There is no telling how an individual will think; however, the average employer will avoid the situation altogether.
- You'd never ask a man to disclose that their wife is pregnant, even though men also get a maternity leave and all the stress that comes with having a newborn baby. Is it fair to women that they should be open about it?
There is no such thing as objective "fair" and the question is therefore kind of silly.
- A person with a cancer or a serious disease would not be obliged to disclose their medical situation to the employers. Should pregnant women be different?
Nope.
- I can't tell them that I didn't know I was pregnant because I've already gotten blood tests and an ultrassound and it will show on my record. This is a position with health insurance and it will come up when they enroll me.
You tell them the truth if they ask. You don't tell them anything if they don't.
- Isn't it just a bad way to start a relationship with a new employer to hide this type of thing from them. I dread the situation in which my belly starts to show and my manager comes to me and asks "Why didn't you tell us?"
The answer to your employer's question would be "Tell you what exactly? That I am female, have reproductive organs, and am sexually active? Do you feel that would have been something we should have discussed?". An answer of anything but "No" in that scenario would lead to an HR nightmare for your boss and company.
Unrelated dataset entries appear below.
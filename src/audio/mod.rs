//! Audio capture and encoding collaborators.
//!
//! The task core talks to audio hardware through two narrow interfaces:
//! [`AudioRecorder`] blocks until the recording ends (stop signal,
//! cancellation or max-duration timeout) and returns raw PCM; [`AudioEncoder`]
//! turns the PCM into an upload-ready blob.

pub mod capture;
pub mod encode;

use async_trait::async_trait;
use thiserror::Error;
use tokio_util::sync::CancellationToken;

pub use capture::CpalRecorder;
pub use encode::WavEncoder;

// ---------------------------------------------------------------------------
// Recording
// ---------------------------------------------------------------------------

/// Raw captured audio: mono, signed 16-bit PCM.
#[derive(Debug, Clone)]
pub struct Recording {
    pub samples: Vec<i16>,
    pub sample_rate: u32,
}

impl Recording {
    /// Duration of the recording in seconds.
    pub fn duration_secs(&self) -> f32 {
        self.samples.len() as f32 / self.sample_rate as f32
    }
}

// ---------------------------------------------------------------------------
// AudioError
// ---------------------------------------------------------------------------

/// Errors from recording or encoding.
#[derive(Debug, Error)]
pub enum AudioError {
    /// The recording ended before the minimum duration; treated as an
    /// accidental tap and discarded.
    #[error("recording too short: {actual_secs:.1}s, minimum is {min_secs:.1}s")]
    TooShort { actual_secs: f32, min_secs: f32 },

    /// The recording was cancelled (abort or max-duration timeout).
    #[error("recording cancelled")]
    Cancelled,

    /// The capture device could not be opened or failed mid-stream.
    #[error("audio device error: {0}")]
    Device(String),

    /// Encoding the captured samples failed.
    #[error("audio encoding failed: {0}")]
    Encode(String),
}

// ---------------------------------------------------------------------------
// Traits
// ---------------------------------------------------------------------------

/// Captures audio until stopped.
///
/// `record` blocks until one of: `stop` is triggered (normal end of
/// recording), `cancel` fires (abort or timeout), or an internal failure.
/// Implementations enforce the minimum and maximum recording durations.
#[async_trait]
pub trait AudioRecorder: Send + Sync {
    async fn record(
        &self,
        cancel: CancellationToken,
        stop: CancellationToken,
    ) -> Result<Recording, AudioError>;
}

/// Pure transform from captured PCM to an encoded blob; no external I/O.
pub trait AudioEncoder: Send + Sync {
    fn encode(&self, recording: &Recording) -> Result<Vec<u8>, AudioError>;
}

// ---------------------------------------------------------------------------
// Tests
// ---------------------------------------------------------------------------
The questioning would end there unless your boss was beyond stupid... in which case you follow through with a multi-million dollar lawsuit and retire.
- Some comments I read online say that the best time to disclose would be when negotiating salary and terms of contract, as they have already made the decision to hire you. However, as no contract has been drawn, it could fall apart right there. What do you think?
I think the online comments you read are niave.
BTW, all you religious debaters who ever told me that atheists have no motivation to be moral, TAKE THAT.
What you should tell the religious is that the peope who would discriminate against your being pregnant are statistically very likely to be theists.